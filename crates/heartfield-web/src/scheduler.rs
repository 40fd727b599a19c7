use std::cell::RefCell;
use std::rc::Rc;

use heartfield_platform::FrameScheduler;
use tracing::warn;
use wasm_bindgen::closure::Closure;
use wasm_bindgen::JsCast;
use web_sys::Window;

pub type FrameCallback = Closure<dyn FnMut(f64)>;

/// `requestAnimationFrame` around a single installed callback. Clones share
/// the callback, so the callback can hold one to re-arm itself.
#[derive(Clone)]
pub struct AnimationFrames {
    window: Window,
    callback: Rc<RefCell<Option<FrameCallback>>>,
}

impl AnimationFrames {
    pub fn new(window: Window) -> Self {
        Self {
            window,
            callback: Rc::new(RefCell::new(None)),
        }
    }

    pub fn install(&self, callback: FrameCallback) {
        *self.callback.borrow_mut() = Some(callback);
    }
}

impl FrameScheduler for AnimationFrames {
    fn request_frame(&mut self) {
        let slot = self.callback.borrow();
        let Some(callback) = slot.as_ref() else {
            warn!("frame requested before a callback was installed");
            return;
        };
        if let Err(err) = self
            .window
            .request_animation_frame(callback.as_ref().unchecked_ref())
        {
            warn!("requestAnimationFrame failed: {}", crate::error::describe(&err));
        }
    }
}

§ What you need to do: Using the records above, repeat exactly the lines from the first one through the line with "pub type FrameCallback".

§ Final answer:
filename crates/heartfield-web/src/scheduler.rs
repository 40fd727b599a19c7
use std::cell::RefCell;
use std::rc::Rc;

use heartfield_platform::FrameScheduler;
use tracing::warn;
use wasm_bindgen::closure::Closure;
use wasm_bindgen::JsCast;
use web_sys::Window;

pub type FrameCallback = Closure<dyn FnMut(f64)>;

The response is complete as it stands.